Landini a Vercelli: no a capri espiatori Il corteo e lo sciopero In piazza 2.500 operai «Vogliamo giustizia, non siamo al sicuro»

Vercelli «La regola è scendere sui binari quando il traffico è bloccato. Ma noi facciamo quello che ci dicono. Ci dobbiamo fidare: se i nostri capi dicono che possiamo aprire il cantiere, lo apriamo».

Francesco, 42 anni, lavora alla Unifer, società analoga a Sigifer (quella per cui lavoravano i cinque operai morti a Brandizzo). «Io non so cosa sia successo. Quello che so è che ci vengono dati degli ordini. A volte abbiamo due o tre ore per aprire e chiudere un cantiere: è chiaro che qualche misura di sicurezza ce la lasciamo alle spalle. Magari non indossiamo alla perfezione gli strumenti di protezione, nulla di più. Però se ci dicono che la linea è bloccata, non abbiamo motivo di pensare il contrario», insiste l’operaio.
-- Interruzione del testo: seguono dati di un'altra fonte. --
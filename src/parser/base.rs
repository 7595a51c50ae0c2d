//! Shared parser infrastructure: token navigation and error helpers.

use crate::ast::Span;
use crate::diag::Diag;
use crate::lexer::token::{Token, TokenKind};
use smol_str::SmolStr;

/// Parse error carried as a boxed diagnostic.
pub type ParseError = Box<Diag>;

/// Result type for all parsing operations.
pub type ParseResult<T> = Result<T, ParseError>;

/// Token stream navigator.
///
/// Provides lookahead, matching, and backtracking over the lexed token
/// slice. The slice is guaranteed non-empty and `Eof`-terminated by the
/// parser entry points.
pub struct TokenStream<'a> {
    tokens: &'a [Token],
    pos: usize,
}

impl<'a> TokenStream<'a> {
    pub fn new(tokens: &'a [Token]) -> Self {
        Self { tokens, pos: 0 }
    }

    /// The current token; clamps to the final `Eof`.
    pub fn current(&self) -> &Token {
        self.tokens
            .get(self.pos)
            .unwrap_or_else(|| self.tokens.last().expect("token stream must be non-empty"))
    }

    /// The token after the current one.
    pub fn peek(&self) -> Option<&Token> {
        self.tokens.get(self.pos + 1)
    }

    pub fn advance(&mut self) {
        if self.pos < self.tokens.len().saturating_sub(1) {
            self.pos += 1;
        }
    }

    pub fn check(&self, kind: &TokenKind) -> bool {
        &self.current().kind == kind
    }

    /// True when the current token is an identifier spelling `word`
    /// case-insensitively (used for unreserved keywords).
    pub fn check_ident_kw(&self, word: &str) -> bool {
        match &self.current().kind {
            TokenKind::Ident(name) => name.eq_ignore_ascii_case(word),
            _ => false,
        }
    }

    /// Consumes an unreserved-keyword identifier when it matches.
    pub fn consume_ident_kw(&mut self, word: &str) -> bool {
        if self.check_ident_kw(word) {
            self.advance();
            true
        } else {
            false
        }
    }

    pub fn consume(&mut self, kind: &TokenKind) -> bool {
        if self.check(kind) {
            self.advance();
            true
        } else {
            false
        }
    }

    /// Expects `kind` and returns its span, or an error diagnostic.
    pub fn expect(&mut self, kind: TokenKind) -> ParseResult<Span> {
        if self.check(&kind) {
            let span = self.current().span.clone();
            self.advance();
            Ok(span)
        } else {
            Err(self.error_here(format!("expected {kind}, found {}", self.current().kind)))
        }
    }

    /// Expects a name token: identifier or quoted identifier.
    ///
    /// Reserved keywords are rejected with a dedicated message, per the rule
    /// that they cannot serve as short names.
    pub fn expect_name(&mut self, what: &str) -> ParseResult<(SmolStr, Span)> {
        let tok = self.current();
        match &tok.kind {
            TokenKind::Ident(name) | TokenKind::QuotedIdent(name) => {
                let result = (name.clone(), tok.span.clone());
                self.advance();
                Ok(result)
            }
            kind if kind.is_reserved_keyword() => {
                let word = kind.keyword_text().unwrap_or("this word");
                Err(Box::new(
                    Diag::error(format!(
                        "reserved keyword {word} cannot be used as {what}"
                    ))
                    .with_primary_label(tok.span.clone(), "reserved keyword")
                    .with_help("enclose the name in backquotes to use it as an identifier"),
                ))
            }
            kind => Err(self.error_here(format!("expected {what}, found {kind}"))),
        }
    }

    pub fn error_here(&self, message: impl Into<String>) -> ParseError {
        Box::new(
            Diag::error(message.into()).with_primary_label(self.current().span.clone(), "here"),
        )
    }

    pub fn position(&self) -> usize {
        self.pos
    }

    /// Rewinds to a previously saved position (backtracking).
    pub fn set_position(&mut self, pos: usize) {
        self.pos = pos.min(self.tokens.len().saturating_sub(1));
    }

    /// Span of the most recently consumed token.
    pub fn previous_span(&self) -> Span {
        if self.pos > 0 {
            self.tokens[self.pos - 1].span.clone()
        } else {
            self.current().span.clone()
        }
    }

    pub fn at_eof(&self) -> bool {
        matches!(self.current().kind, TokenKind::Eof)
    }
}

#[cfg(test)]
mod tests {
    use super::*;

    fn toks() -> Vec<Token> {
        vec![
            Token::new(TokenKind::Select, 0..6),
            Token::new(TokenKind::Ident("User".into()), 7..11),
            Token::new(TokenKind::Semicolon, 11..12),
            Token::new(TokenKind::Eof, 12..12),
        ]
    }

    #[test]
    fn navigation_and_clamping() {
        let tokens = toks();
        let mut stream = TokenStream::new(&tokens);
        assert_eq!(stream.current().kind, TokenKind::Select);
        stream.advance();
        stream.advance();
        stream.advance();
        stream.advance(); // clamped at Eof
        assert!(stream.at_eof());
    }

    #[test]
    fn expect_reports_found_token() {
        let tokens = toks();
        let mut stream = TokenStream::new(&tokens);
        let err = stream.expect(TokenKind::Insert).unwrap_err();
        assert!(err.message.contains("keyword INSERT"));
        assert!(err.message.contains("keyword SELECT"));
        // Failed expect does not consume.
        assert_eq!(stream.current().kind, TokenKind::Select);
    }

    #[test]
    fn expect_name_rejects_reserved_keywords() {
        let tokens = toks();
        let mut stream = TokenStream::new(&tokens);
        let err = stream.expect_name("a module name").unwrap_err();
        assert!(err.message.contains("reserved keyword"));
    }

    #[test]
    fn backtracking() {
        let tokens = toks();
        let mut stream = TokenStream::new(&tokens);
        let mark = stream.position();
        stream.advance();
        stream.advance();
        stream.set_position(mark);
        assert_eq!(stream.current().kind, TokenKind::Select);
    }

    #[test]
    fn ident_keyword_matching_is_case_insensitive() {
        let tokens = vec![
            Token::new(TokenKind::Ident("TYPE".into()), 0..4),
            Token::new(TokenKind::Eof, 4..4),
        ];
        let mut stream = TokenStream::new(&tokens);
        assert!(stream.check_ident_kw("type"));
        assert!(stream.consume_ident_kw("Type"));
        assert!(stream.at_eof());
    }
}
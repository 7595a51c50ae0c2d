//! Intermediate representation.
//!
//! The IR is a typed, scope-annotated, interned graph of sets, statements,
//! and expressions. Nodes live in arenas inside [`IrData`]; `Set` and
//! `Stmt` references are indices, so back-edges (`rptr`, parent statement)
//! never form ownership cycles.

pub mod infer;
pub mod path_id;
pub mod scope;

pub use path_id::{Namespace, PathId, PathStep};
pub use scope::{ScopeId, ScopeNode, ScopeTree};

use crate::ast::Span;
use crate::ast::expr::{BinOpKind, NonesOrder, PtrDirection, SortDirection, UnaryOpKind};
use crate::schema::{DerivedSchema, FuncId, PtrRef, QualName, TypeRef};
use indexmap::IndexMap;
use smol_str::SmolStr;

/// Index of a set node.
#[derive(Debug, Clone, Copy, PartialEq, Eq, Hash)]
pub struct SetId(pub u32);

/// Index of a statement node.
#[derive(Debug, Clone, Copy, PartialEq, Eq, Hash)]
pub struct StmtId(pub u32);

/// A pointer traversal embedded in its target set.
///
/// The target is the owning set itself; `source` is the set the traversal
/// started from.
#[derive(Debug, Clone, PartialEq)]
pub struct PointerRef {
    pub source: SetId,
    pub ptr: PtrRef,
    pub direction: PtrDirection,
}

/// The central value carrier: a set of values identified by a canonical
/// path id.
///
/// `expr == None` marks a root reference to a schema entity; a present
/// `expr` makes this a derived/computed set sharing the path id.
#[derive(Debug, Clone, PartialEq)]
pub struct SetNode {
    pub path_id: PathId,
    pub ty: TypeRef,
    pub expr: Option<Expr>,
    pub rptr: Option<PointerRef>,
    /// Shape elements projected from this set.
    pub shape: Vec<SetId>,
    /// Paths this set re-binds (attached for EXISTS, membership tests, and
    /// statement results).
    pub path_scope: Vec<PathId>,
    /// Anchor name when this set was pre-bound by the embedder.
    pub anchor: Option<SmolStr>,
    pub span: Option<Span>,
}

impl SetNode {
    pub fn new(path_id: PathId, ty: TypeRef) -> Self {
        Self {
            path_id,
            ty,
            expr: None,
            rptr: None,
            shape: Vec::new(),
            path_scope: Vec::new(),
            anchor: None,
            span: None,
        }
    }
}

/// Constant values carried by the IR.
#[derive(Debug, Clone, PartialEq)]
pub enum ConstValue {
    Int(i64),
    Float(f64),
    Str(String),
    Bool(bool),
    /// The absent value used for open slice bounds.
    Empty,
}

/// One element of an IR tuple.
#[derive(Debug, Clone, PartialEq)]
pub struct TupleElement {
    pub name: SmolStr,
    pub val: SetId,
}

/// One ORDER BY item in IR form. Direction is always explicit (`Asc` is
/// the normalized default).
#[derive(Debug, Clone, PartialEq)]
pub struct SortExprIr {
    pub expr: SetId,
    pub direction: SortDirection,
    pub nones_order: Option<NonesOrder>,
}

/// IR expressions. Operand sets are arena indices.
#[derive(Debug, Clone, PartialEq)]
pub enum Expr {
    Constant {
        value: ConstValue,
        ty: TypeRef,
    },
    Parameter {
        name: SmolStr,
        ty: TypeRef,
    },
    BinOp {
        left: SetId,
        op: BinOpKind,
        right: SetId,
    },
    UnaryOp {
        op: UnaryOpKind,
        operand: SetId,
    },
    /// A set operation over two statement operands. `exclusive` marks
    /// unions whose branches cannot overlap (IF/ELSE desugaring).
    SetOp {
        left: StmtId,
        right: StmtId,
        exclusive: bool,
    },
    ExistsPred {
        expr: SetId,
        negated: bool,
    },
    Coalesce {
        args: Vec<SetId>,
    },
    TypeCast {
        expr: SetId,
        ty: TypeRef,
    },
    TypeFilter {
        expr: SetId,
        ty: TypeRef,
    },
    /// A bare type reference (the right side of `IS`).
    TypeRefExpr {
        ty: TypeRef,
    },
    Tuple {
        elements: Vec<TupleElement>,
        named: bool,
    },
    Array {
        elements: Vec<SetId>,
    },
    Mapping {
        keys: Vec<SetId>,
        values: Vec<SetId>,
    },
    /// The empty set literal `{}` (type unresolved by construction).
    EmptySet,
    /// A typed empty array/mapping produced by casting `[]`.
    EmptyCollection {
        ty: TypeRef,
    },
    FunctionCall {
        func: FuncId,
        args: Vec<SetId>,
        kwargs: Vec<(SmolStr, SetId)>,
        initial_value: Option<SetId>,
    },
    IndexIndirection {
        expr: SetId,
        index: SetId,
    },
    SliceIndirection {
        expr: SetId,
        start: SetId,
        stop: SetId,
    },
    TupleIndirection {
        expr: SetId,
        name: SmolStr,
    },
    /// An embedded statement; the set wrapping this expression is the
    /// statement's value.
    Stmt(StmtId),
}

/// SELECT and FOR bodies (FOR carries an iterator).
#[derive(Debug, Clone, PartialEq, Default)]
pub struct SelectStmt {
    pub result: Option<SetId>,
    pub where_: Option<SetId>,
    pub orderby: Vec<SortExprIr>,
    pub offset: Option<SetId>,
    pub limit: Option<SetId>,
    pub iterator: Option<SetId>,
    /// Recursion depth bound for `link*N` shape elements; present only on
    /// the wrapper statements shape compilation creates.
    pub recurse_depth: Option<SetId>,
}

#[derive(Debug, Clone, PartialEq, Default)]
pub struct InsertStmt {
    pub subject: Option<SetId>,
    pub result: Option<SetId>,
}

#[derive(Debug, Clone, PartialEq, Default)]
pub struct UpdateStmt {
    pub subject: Option<SetId>,
    pub where_: Option<SetId>,
    pub result: Option<SetId>,
}

#[derive(Debug, Clone, PartialEq, Default)]
pub struct DeleteStmt {
    pub subject: Option<SetId>,
    pub where_: Option<SetId>,
    pub result: Option<SetId>,
}

#[derive(Debug, Clone, PartialEq, Default)]
pub struct GroupStmt {
    pub subject: Option<SetId>,
    pub groupby: Vec<SetId>,
    pub result: Option<SetId>,
    /// Path id of the synthetic grouping type.
    pub group_path_id: Option<PathId>,
}

/// Statement payloads.
#[derive(Debug, Clone, PartialEq)]
pub enum StmtKind {
    Select(SelectStmt),
    Insert(InsertStmt),
    Update(UpdateStmt),
    Delete(DeleteStmt),
    Group(GroupStmt),
}

/// Declared statement cardinality from `WITH CARDINALITY`.
#[derive(Debug, Clone, Copy, PartialEq, Eq)]
pub enum DeclaredCardinality {
    One,
    Many,
}

/// A statement node with its parent link.
#[derive(Debug, Clone, PartialEq)]
pub struct StmtNode {
    pub kind: StmtKind,
    pub parent: Option<StmtId>,
    pub cardinality: Option<DeclaredCardinality>,
}

/// The IR arenas of one compilation.
#[derive(Debug, Clone, Default)]
pub struct IrData {
    pub sets: Vec<SetNode>,
    pub stmts: Vec<StmtNode>,
}

impl IrData {
    pub fn alloc_set(&mut self, node: SetNode) -> SetId {
        let id = SetId(self.sets.len() as u32);
        self.sets.push(node);
        id
    }

    pub fn alloc_stmt(&mut self, node: StmtNode) -> StmtId {
        let id = StmtId(self.stmts.len() as u32);
        self.stmts.push(node);
        id
    }

    pub fn set(&self, id: SetId) -> &SetNode {
        &self.sets[id.0 as usize]
    }

    pub fn set_mut(&mut self, id: SetId) -> &mut SetNode {
        &mut self.sets[id.0 as usize]
    }

    pub fn stmt(&self, id: StmtId) -> &StmtNode {
        &self.stmts[id.0 as usize]
    }

    pub fn stmt_mut(&mut self, id: StmtId) -> &mut StmtNode {
        &mut self.stmts[id.0 as usize]
    }

    /// The result set of a statement.
    pub fn stmt_result(&self, id: StmtId) -> Option<SetId> {
        match &self.stmt(id).kind {
            StmtKind::Select(s) => s.result,
            StmtKind::Insert(s) => s.result,
            StmtKind::Update(s) => s.result,
            StmtKind::Delete(s) => s.result,
            StmtKind::Group(s) => s.result,
        }
    }
}

/// The finished product of a compilation: the root set (whose expression
/// is the top-level statement), the arenas, the scope tree, and everything
/// minted along the way.
#[derive(Debug, Clone)]
pub struct IrStatement {
    pub root: SetId,
    pub ir: IrData,
    pub scope_tree: ScopeTree,
    /// Parameter types, in first-use order.
    pub params: IndexMap<SmolStr, TypeRef>,
    /// View types declared by WITH bindings, by schema name.
    pub views: IndexMap<QualName, TypeRef>,
    /// Types and pointers minted during compilation; needed to resolve
    /// `TypeRef::Derived` references in the IR.
    pub derived: DerivedSchema,
}

impl IrStatement {
    /// The root statement node, when the compilation produced a statement
    /// (fragments may produce a bare set).
    pub fn root_stmt(&self) -> Option<StmtId> {
        match &self.ir.set(self.root).expr {
            Some(Expr::Stmt(id)) => Some(*id),
            _ => None,
        }
    }
}

#[cfg(test)]
mod tests {
    use super::*;
    use crate::schema::{TypeId, TypeRef};

    fn dummy_ty() -> TypeRef {
        TypeRef::Schema(TypeId(0))
    }

    #[test]
    fn arena_allocation_and_backlinks() {
        let mut ir = IrData::default();
        let source = ir.alloc_set(SetNode::new(PathId::from_type(dummy_ty()), dummy_ty()));
        let target_path =
            PathId::from_type(dummy_ty()).extend_tuple("0".into(), dummy_ty());
        let target = ir.alloc_set(SetNode::new(target_path, dummy_ty()));

        ir.set_mut(target).rptr = Some(PointerRef {
            source,
            ptr: crate::schema::PtrRef::Schema(crate::schema::PtrId(0)),
            direction: PtrDirection::Outbound,
        });

        assert_eq!(ir.set(target).rptr.as_ref().unwrap().source, source);
    }

    #[test]
    fn stmt_result_extraction() {
        let mut ir = IrData::default();
        let result = ir.alloc_set(SetNode::new(PathId::from_type(dummy_ty()), dummy_ty()));
        let stmt = ir.alloc_stmt(StmtNode {
            kind: StmtKind::Select(SelectStmt {
                result: Some(result),
                ..SelectStmt::default()
            }),
            parent: None,
            cardinality: None,
        });
        assert_eq!(ir.stmt_result(stmt), Some(result));
    }
}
Il suo racconto non si discosta da quello di decine di altri lavoratori che si sono dati appuntamento ieri a Vercelli per partecipare al corteo organizzato da Cgil, Cisl e Uil. Bandiere listate a lutto, fiocchi neri appuntati sulle magliette, un corteo silenzioso che parte dalla stazione di Vercelli per poi snodarsi tra le vie della città fino in Prefettura. Dietro allo striscione «Non abbiamo più parole» ci sono 2.500 persone: operai, pensionati, delegati sindacali. Tra loro anche i familiari di alcune vittime. Li si riconosce dalle magliette con la foto dei loro cari: Kevin Laganà, Michael Zanera e Giuseppe Lombardo. «Siamo qui per chiedere giustizia. Vogliamo che chi ha sbagliato paghi. Basta parole». Al dolore si aggiunge la rabbia, quando si parla dell’ipotesi che possano essere celebrati i funerali di Stato: «No, ci fa schifo». «Non faremo nemmeno funerali collettivi, ciascuno celebrerà in maniera privata il proprio caro», insiste una cugina di Laganà. Nelle retrovie, in coda al corteo, sfila una ventina di operai Sigifer. Non hanno molta voglia di parlare. «Quando andiamo a lavorare siamo sereni. Non ci andiamo con la paura», dicono. Non c’è rabbia nelle loro parole. Nessun rancore nei confronti dei due sopravvissuti indagati dalla Procura di Ivrea: «Non c’è un perché, è successo. Non ci sono parole, li conosciamo. Sapendo come si lavora, non può esserci rabbia».

Il corteo raggiunge la Prefettura a mezzogiorno. Ed è qui che il silenzio viene spezzato dal grido «Basta», seguito dai nomi delle cinque vittime: Kevin Laganà, Michael Zanera, Giuseppe Lombardo, Giuseppe Aversa, Giuseppe Sorvillo. A sintetizzare il senso di questa giornata di mobilitazione è il leader della Cgil Maurizio Landini: «Basta cordogli ipocriti, basta cercare un capro espiatorio. Finché la sicurezza è considerata un costo, e non un investimento e un vincolo sociale, è chiaro che queste situazioni non cambiano». E aggiunge: «Adesso si crei la Procura nazionale sul lavoro e si potenzino gli ispettorati».